However, not all brokerages are well-positioned to implement these digital strategies. Companies, like Zolo, and housing market professionals that were proactive in leveraging tech and digital platforms to create business models without the reliance on in-person contact will certainly fare better in the short-term.
While all real estate firms will share in the dramatic, but temporary, drop in housing market earnings, only those firms that proactively leveraged tech and digital platforms to create business models without the reliance on in-person contact will fare better in the short-term. As a tech-disruptor in a hard-to-adapt industry, Zolo is one of those early tech adopters. Now, faced with a short-term decline in revenues, these forward-looking firms will face fewer losses and a quicker turnaround in business interruption.
For the real estate professionals that did not prioritize digital strategies prior to the COVID-19 crisis, not only will they see a dramatic drop in sales due to the pandemic’s impact, but in order to compete in this changing economic landscape, they’ll need to invest time and resources to create and transition to online and virtual methods of doing business. As a result, some brokerages (along with other real estate professionals) may not survive the short-term impact of this pandemic.
Going forward, brokerages and agents will need to continue their efforts to market and sell listings without in-person marketing strategies.
In the mid- to long-term expect a recovery…eventually
It’s hard to predict how long this current pandemic will threaten global health and financial security, but history shows that North American housing markets will bounce back.
Over the last 20 years, global markets have faced two pandemics (not including COVID-19) and two financial catastrophes, and each time, housing markets eventually recovered.
To get a better grasp on how these catastrophes impact Canada’s housing market, Zolo analyzed 20 years of sales activity and sold data in the Greater Toronto and Greater Vancouver areas.
This analysis shows that the event with the single largest impact was the implementation of the federal mortgage stress test (on January 1, 2018). However, the event that took the housing market the longest to recover from was the Great Recession of 2008/2009.
According to this analysis by Zolo, average year-over-year sales prices in Greater Toronto dropped almost 12% in 2008, when the U.S. housing market crashed and prompted a global recession. These losses were temporary, however, and by the end of 2009, the annual average home price increased by almost 14%, year-over-year.
Average sale prices in Greater Vancouver didn’t drop in 2008; instead, there was a year-over-year increase in GVA’s annual average sale price of 2.48% and an anaemic year-over-year increase in 2009 of o.5%.

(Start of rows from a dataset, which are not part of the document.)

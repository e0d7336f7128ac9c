use std::time::Duration;

use actix_web::{dev::Server, http::KeepAlive, middleware::Logger, web, App, HttpServer};
use pasal_gateways::GatewayRegistry;
use pasal_payment_engine::{
    events::{EventHandlers, EventProducers},
    EngineConfig,
    OrderFlowApi,
    SqliteDatabase,
};

use crate::{
    config::ServerConfig,
    errors::ServerError,
    middleware::AdminAuthMiddlewareFactory,
    notifications::create_notification_hooks,
    routes::{
        admin_create_order,
        admin_order,
        admin_transition,
        admin_withdrawal,
        checkout,
        health,
        payment_failure,
        payment_status,
        payment_success,
        payment_webhook,
    },
    workers::start_sweep_worker,
};

pub async fn run_server(config: ServerConfig) -> Result<(), ServerError> {
    let db = SqliteDatabase::new_with_url(&config.database_url, 25)
        .await
        .map_err(|e| ServerError::InitializeError(e.to_string()))?;
    let handlers = EventHandlers::new(128, create_notification_hooks());
    let producers = handlers.producers();
    handlers.start_handlers().await;
    let engine_config = EngineConfig::default();
    start_sweep_worker(
        db.clone(),
        producers.clone(),
        engine_config.clone(),
        config.pending_payment_timeout,
        config.sweep_interval_secs,
    );
    let srv = create_server_instance(config, db, producers, engine_config)?;
    srv.await.map_err(|e| ServerError::Unspecified(e.to_string()))
}

pub fn create_server_instance(
    config: ServerConfig,
    db: SqliteDatabase,
    producers: EventProducers,
    engine_config: EngineConfig,
) -> Result<Server, ServerError> {
    let registry =
        GatewayRegistry::from_config(&config.gateways).map_err(|e| ServerError::InitializeError(e.to_string()))?;
    let srv = HttpServer::new(move || {
        let api = OrderFlowApi::new(db.clone(), producers.clone(), engine_config.clone());
        let admin_scope = web::scope("/admin")
            .wrap(AdminAuthMiddlewareFactory::new(config.admin_api_key.clone()))
            .service(admin_create_order)
            .service(admin_order)
            .service(admin_transition)
            .service(admin_withdrawal);
        App::new()
            .wrap(Logger::new("%t (%D ms) %s %a %{Host}i %U").log_target("pps::access_log"))
            .app_data(web::Data::new(api))
            .app_data(web::Data::new(registry.clone()))
            .service(health)
            .service(checkout)
            .service(payment_status)
            .service(payment_success)
            .service(payment_failure)
            .service(payment_webhook)
            .service(admin_scope)
    })
    .keep_alive(KeepAlive::Timeout(Duration::from_secs(600)))
    .bind((config.host.as_str(), config.port))?
    .run();
    Ok(srv)
}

For more GTA details read: The impact of COVID-19 on the Greater Toronto housing market
The bottom line is that the housing market can and will recover as long as the fundamentals of the market persist. For example, if jobs return to Greater Toronto, then we could expect to see the pent-up demand from buyers push sales activity into a seller’s market. The same is true for just about any market across North America.
What to expect in the post-COVID-19 real estate market
It’s impossible to predict just how long COVID-19 will impact the economy, but homeowners, buyers and sellers would be wise to remember how the fundamentals of the housing market, especially in larger regions, such as Greater Toronto and Greater Vancouver, generally don’t change.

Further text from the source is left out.